Start of SOURCE MATERIAL

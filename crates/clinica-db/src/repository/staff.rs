//! SurrealDB implementation of [`StaffRepository`].

use chrono::{DateTime, Utc};
use clinica_core::error::ClinicaResult;
use clinica_core::models::staff::{CreateStaff, Staff, StaffKind, StaffStatus};
use clinica_core::repository::{PaginatedResult, Pagination, StaffRepository};
use surrealdb::{Connection, Surreal};
use surrealdb_types::SurrealValue;
use uuid::Uuid;

use crate::error::DbError;

/// DB-side row struct for queries where the UUID is already known.
#[derive(Debug, SurrealValue)]
struct StaffRow {
    consultorio_id: String,
    name: String,
    email: String,
    kind: String,
    status: String,
    created_at: DateTime<Utc>,
    updated_at: DateTime<Utc>,
}

/// DB-side row struct that includes the record ID via `meta::id(id)`.
#[derive(Debug, SurrealValue)]
struct StaffRowWithId {
    record_id: String,
    consultorio_id: String,
    name: String,
    email: String,
    kind: String,
    status: String,
    created_at: DateTime<Utc>,
    updated_at: DateTime<Utc>,
}

fn parse_kind(s: &str) -> Result<StaffKind, DbError> {
    match s {
        "Doctor" => Ok(StaffKind::Doctor),
        "Receptionist" => Ok(StaffKind::Receptionist),
        "Admin" => Ok(StaffKind::Admin),
        other => Err(DbError::Decode(format!("unknown staff kind: {other}"))),
    }
}

fn kind_to_string(k: StaffKind) -> &'static str {
    match k {
        StaffKind::Doctor => "Doctor",
        StaffKind::Receptionist => "Receptionist",
        StaffKind::Admin => "Admin",
    }
}

fn parse_status(s: &str) -> Result<StaffStatus, DbError> {
    match s {
        "Active" => Ok(StaffStatus::Active),
        "Inactive" => Ok(StaffStatus::Inactive),
        other => Err(DbError::Decode(format!("unknown staff status: {other}"))),
    }
}

impl StaffRow {
    fn into_staff(self, id: Uuid) -> Result<Staff, DbError> {
        let consultorio_id = Uuid::parse_str(&self.consultorio_id)
            .map_err(|e| DbError::Decode(format!("invalid consultorio UUID: {e}")))?;
        Ok(Staff {
            id,
            consultorio_id,
            name: self.name,
            email: self.email,
            kind: parse_kind(&self.kind)?,
            status: parse_status(&self.status)?,
            created_at: self.created_at,
            updated_at: self.updated_at,
        })
    }
}

impl StaffRowWithId {
    fn try_into_staff(self) -> Result<Staff, DbError> {
        let id = Uuid::parse_str(&self.record_id)
            .map_err(|e| DbError::Decode(format!("invalid UUID: {e}")))?;
        StaffRow {
            consultorio_id: self.consultorio_id,
            name: self.name,
            email: self.email,
            kind: self.kind,
            status: self.status,
            created_at: self.created_at,
            updated_at: self.updated_at,
        }
        .into_staff(id)
    }
}

/// Row struct for count queries.
#[derive(Debug, SurrealValue)]
struct CountRow {
    total: u64,
}

/// SurrealDB implementation of the Staff repository.
#[derive(Clone)]
pub struct SurrealStaffRepository<C: Connection> {
    db: Surreal<C>,
}

impl<C: Connection> SurrealStaffRepository<C> {
    pub fn new(db: Surreal<C>) -> Self {
        Self { db }
    }
}

impl<C: Connection> StaffRepository for SurrealStaffRepository<C> {
    async fn create(&self, input: CreateStaff) -> ClinicaResult<Staff> {
        let id = Uuid::new_v4();
        let id_str = id.to_string();

        let result = self
            .db
            .query(
                "CREATE type::record('staff', $id) SET \
                 consultorio_id = $consultorio_id, \
                 name = $name, email = $email, \
                 kind = $kind, status = 'Active'",
            )
            .bind(("id", id_str.clone()))
            .bind(("consultorio_id", input.consultorio_id.to_string()))
            .bind(("name", input.name))
            .bind(("email", input.email))
            .bind(("kind", kind_to_string(input.kind).to_string()))
            .await
            .map_err(DbError::from)?;

        let mut result = result.check().map_err(|e| DbError::Query(e.to_string()))?;

        let rows: Vec<StaffRow> = result.take(0).map_err(DbError::from)?;
        let row = rows.into_iter().next().ok_or_else(|| DbError::NotFound {
            entity: "staff".into(),
            id: id_str,
        })?;

        Ok(row.into_staff(id)?)
    }

    async fn get_by_id(&self, consultorio_id: Uuid, id: Uuid) -> ClinicaResult<Staff> {
        let id_str = id.to_string();

        let mut result = self
            .db
            .query(
                "SELECT * FROM type::record('staff', $id) \
                 WHERE consultorio_id = $consultorio_id",
            )
            .bind(("id", id_str.clone()))
            .bind(("consultorio_id", consultorio_id.to_string()))
            .await
            .map_err(DbError::from)?;

        let rows: Vec<StaffRow> = result.take(0).map_err(DbError::from)?;
        let row = rows.into_iter().next().ok_or_else(|| DbError::NotFound {
            entity: "staff".into(),
            id: id_str,
        })?;

        Ok(row.into_staff(id)?)
    }

    async fn count_active_by_kind(
        &self,
        consultorio_id: Uuid,
        kind: StaffKind,
    ) -> ClinicaResult<u64> {
        let mut result = self
            .db
            .query(
                "SELECT count() AS total FROM staff \
                 WHERE consultorio_id = $consultorio_id \
                 AND kind = $kind AND status = 'Active' \
                 GROUP ALL",
            )
            .bind(("consultorio_id", consultorio_id.to_string()))
            .bind(("kind", kind_to_string(kind).to_string()))
            .await
            .map_err(DbError::from)?;

        let rows: Vec<CountRow> = result.take(0).map_err(DbError::from)?;
        Ok(rows.first().map(|r| r.total).unwrap_or(0))
    }

    async fn deactivate(&self, consultorio_id: Uuid, id: Uuid) -> ClinicaResult<()> {
        self.db
            .query(
                "UPDATE type::record('staff', $id) SET \
                 status = 'Inactive', updated_at = time::now() \
                 WHERE consultorio_id = $consultorio_id",
            )
            .bind(("id", id.to_string()))
            .bind(("consultorio_id", consultorio_id.to_string()))
            .await
            .map_err(DbError::from)?;

        Ok(())
    }

    async fn list(
        &self,
        consultorio_id: Uuid,
        pagination: Pagination,
    ) -> ClinicaResult<PaginatedResult<Staff>> {
        let consultorio_str = consultorio_id.to_string();

        let mut count_result = self
            .db
            .query(
                "SELECT count() AS total FROM staff \
                 WHERE consultorio_id = $consultorio_id GROUP ALL",
            )
            .bind(("consultorio_id", consultorio_str.clone()))
            .await
            .map_err(DbError::from)?;
        let count_rows: Vec<CountRow> = count_result.take(0).map_err(DbError::from)?;
        let total = count_rows.first().map(|r| r.total).unwrap_or(0);

        let mut result = self
            .db
            .query(
                "SELECT meta::id(id) AS record_id, * FROM staff \
                 WHERE consultorio_id = $consultorio_id \
                 ORDER BY created_at ASC \
                 LIMIT $limit START $offset",
            )
            .bind(("consultorio_id", consultorio_str))
            .bind(("limit", pagination.limit))
            .bind(("offset", pagination.offset))
            .await
            .map_err(DbError::from)?;

        let rows: Vec<StaffRowWithId> = result.take(0).map_err(DbError::from)?;

        let items = rows
            .into_iter()
            .map(|row| row.try_into_staff())
            .collect::<Result<Vec<_>, DbError>>()?;

        Ok(PaginatedResult {
            items,
            total,
            offset: pagination.offset,
            limit: pagination.limit,
        })
    }
}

End of SOURCE MATERIAL

**TASK TO CARRY OUT**
Word for word, transcribe all of the records.

**PROBLEM SOLUTION**
filename crates/clinica-db/src/repository/staff.rs
//! SurrealDB implementation of [`StaffRepository`].

use chrono::{DateTime, Utc};
use clinica_core::error::ClinicaResult;
use clinica_core::models::staff::{CreateStaff, Staff, StaffKind, StaffStatus};
use clinica_core::repository::{PaginatedResult, Pagination, StaffRepository};
use surrealdb::{Connection, Surreal};
use surrealdb_types::SurrealValue;
use uuid::Uuid;

use crate::error::DbError;

/// DB-side row struct for queries where the UUID is already known.
#[derive(Debug, SurrealValue)]
struct StaffRow {
    consultorio_id: String,
    name: String,
    email: String,
    kind: String,
    status: String,
    created_at: DateTime<Utc>,
    updated_at: DateTime<Utc>,
}

/// DB-side row struct that includes the record ID via `meta::id(id)`.
#[derive(Debug, SurrealValue)]
struct StaffRowWithId {
    record_id: String,
    consultorio_id: String,
    name: String,
    email: String,
    kind: String,
    status: String,
    created_at: DateTime<Utc>,
    updated_at: DateTime<Utc>,
}

fn parse_kind(s: &str) -> Result<StaffKind, DbError> {
    match s {
        "Doctor" => Ok(StaffKind::Doctor),
        "Receptionist" => Ok(StaffKind::Receptionist),
        "Admin" => Ok(StaffKind::Admin),
        other => Err(DbError::Decode(format!("unknown staff kind: {other}"))),
    }
}

fn kind_to_string(k: StaffKind) -> &'static str {
    match k {
        StaffKind::Doctor => "Doctor",
        StaffKind::Receptionist => "Receptionist",
        StaffKind::Admin => "Admin",
    }
}

fn parse_status(s: &str) -> Result<StaffStatus, DbError> {
    match s {
        "Active" => Ok(StaffStatus::Active),
        "Inactive" => Ok(StaffStatus::Inactive),
        other => Err(DbError::Decode(format!("unknown staff status: {other}"))),
    }
}

impl StaffRow {
    fn into_staff(self, id: Uuid) -> Result<Staff, DbError> {
        let consultorio_id = Uuid::parse_str(&self.consultorio_id)
            .map_err(|e| DbError::Decode(format!("invalid consultorio UUID: {e}")))?;
        Ok(Staff {
            id,
            consultorio_id,
            name: self.name,
            email: self.email,
            kind: parse_kind(&self.kind)?,
            status: parse_status(&self.status)?,
            created_at: self.created_at,
            updated_at: self.updated_at,
        })
    }
}

impl StaffRowWithId {
    fn try_into_staff(self) -> Result<Staff, DbError> {
        let id = Uuid::parse_str(&self.record_id)
            .map_err(|e| DbError::Decode(format!("invalid UUID: {e}")))?;
        StaffRow {
            consultorio_id: self.consultorio_id,
            name: self.name,
            email: self.email,
            kind: self.kind,
            status: self.status,
            created_at: self.created_at,
            updated_at: self.updated_at,
        }
        .into_staff(id)
    }
}

/// Row struct for count queries.
#[derive(Debug, SurrealValue)]
struct CountRow {
    total: u64,
}

/// SurrealDB implementation of the Staff repository.
#[derive(Clone)]
pub struct SurrealStaffRepository<C: Connection> {
    db: Surreal<C>,
}

impl<C: Connection> SurrealStaffRepository<C> {
    pub fn new(db: Surreal<C>) -> Self {
        Self { db }
    }
}

impl<C: Connection> StaffRepository for SurrealStaffRepository<C> {
    async fn create(&self, input: CreateStaff) -> ClinicaResult<Staff> {
        let id = Uuid::new_v4();
        let id_str = id.to_string();

        let result = self
            .db
            .query(
                "CREATE type::record('staff', $id) SET \
                 consultorio_id = $consultorio_id, \
                 name = $name, email = $email, \
                 kind = $kind, status = 'Active'",
            )
            .bind(("id", id_str.clone()))
            .bind(("consultorio_id", input.consultorio_id.to_string()))
            .bind(("name", input.name))
            .bind(("email", input.email))
            .bind(("kind", kind_to_string(input.kind).to_string()))
            .await
            .map_err(DbError::from)?;

        let mut result = result.check().map_err(|e| DbError::Query(e.to_string()))?;

        let rows: Vec<StaffRow> = result.take(0).map_err(DbError::from)?;
        let row = rows.into_iter().next().ok_or_else(|| DbError::NotFound {
            entity: "staff".into(),
            id: id_str,
        })?;

        Ok(row.into_staff(id)?)
    }

    async fn get_by_id(&self, consultorio_id: Uuid, id: Uuid) -> ClinicaResult<Staff> {
        let id_str = id.to_string();

        let mut result = self
            .db
            .query(
                "SELECT * FROM type::record('staff', $id) \
                 WHERE consultorio_id = $consultorio_id",
            )
            .bind(("id", id_str.clone()))
            .bind(("consultorio_id", consultorio_id.to_string()))
            .await
            .map_err(DbError::from)?;

        let rows: Vec<StaffRow> = result.take(0).map_err(DbError::from)?;
        let row = rows.into_iter().next().ok_or_else(|| DbError::NotFound {
            entity: "staff".into(),
            id: id_str,
        })?;

        Ok(row.into_staff(id)?)
    }

    async fn count_active_by_kind(
        &self,
        consultorio_id: Uuid,
        kind: StaffKind,
    ) -> ClinicaResult<u64> {
        let mut result = self
            .db
            .query(
                "SELECT count() AS total FROM staff \
                 WHERE consultorio_id = $consultorio_id \
                 AND kind = $kind AND status = 'Active' \
                 GROUP ALL",
            )
            .bind(("consultorio_id", consultorio_id.to_string()))
            .bind(("kind", kind_to_string(kind).to_string()))
            .await
            .map_err(DbError::from)?;

        let rows: Vec<CountRow> = result.take(0).map_err(DbError::from)?;
        Ok(rows.first().map(|r| r.total).unwrap_or(0))
    }

    async fn deactivate(&self, consultorio_id: Uuid, id: Uuid) -> ClinicaResult<()> {
        self.db
            .query(
                "UPDATE type::record('staff', $id) SET \
                 status = 'Inactive', updated_at = time::now() \
                 WHERE consultorio_id = $consultorio_id",
            )
            .bind(("id", id.to_string()))
            .bind(("consultorio_id", consultorio_id.to_string()))
            .await
            .map_err(DbError::from)?;

        Ok(())
    }

    async fn list(
        &self,
        consultorio_id: Uuid,
        pagination: Pagination,
    ) -> ClinicaResult<PaginatedResult<Staff>> {
        let consultorio_str = consultorio_id.to_string();

        let mut count_result = self
            .db
            .query(
                "SELECT count() AS total FROM staff \
                 WHERE consultorio_id = $consultorio_id GROUP ALL",
            )
            .bind(("consultorio_id", consultorio_str.clone()))
            .await
            .map_err(DbError::from)?;
        let count_rows: Vec<CountRow> = count_result.take(0).map_err(DbError::from)?;
        let total = count_rows.first().map(|r| r.total).unwrap_or(0);

        let mut result = self
            .db
            .query(
                "SELECT meta::id(id) AS record_id, * FROM staff \
                 WHERE consultorio_id = $consultorio_id \
                 ORDER BY created_at ASC \
                 LIMIT $limit START $offset",
            )
            .bind(("consultorio_id", consultorio_str))
            .bind(("limit", pagination.limit))
            .bind(("offset", pagination.offset))
            .await
            .map_err(DbError::from)?;

        let rows: Vec<StaffRowWithId> = result.take(0).map_err(DbError::from)?;

        let items = rows
            .into_iter()
            .map(|row| row.try_into_staff())
            .collect::<Result<Vec<_>, DbError>>()?;

        Ok(PaginatedResult {
            items,
            total,
            offset: pagination.offset,
            limit: pagination.limit,
        })
    }
}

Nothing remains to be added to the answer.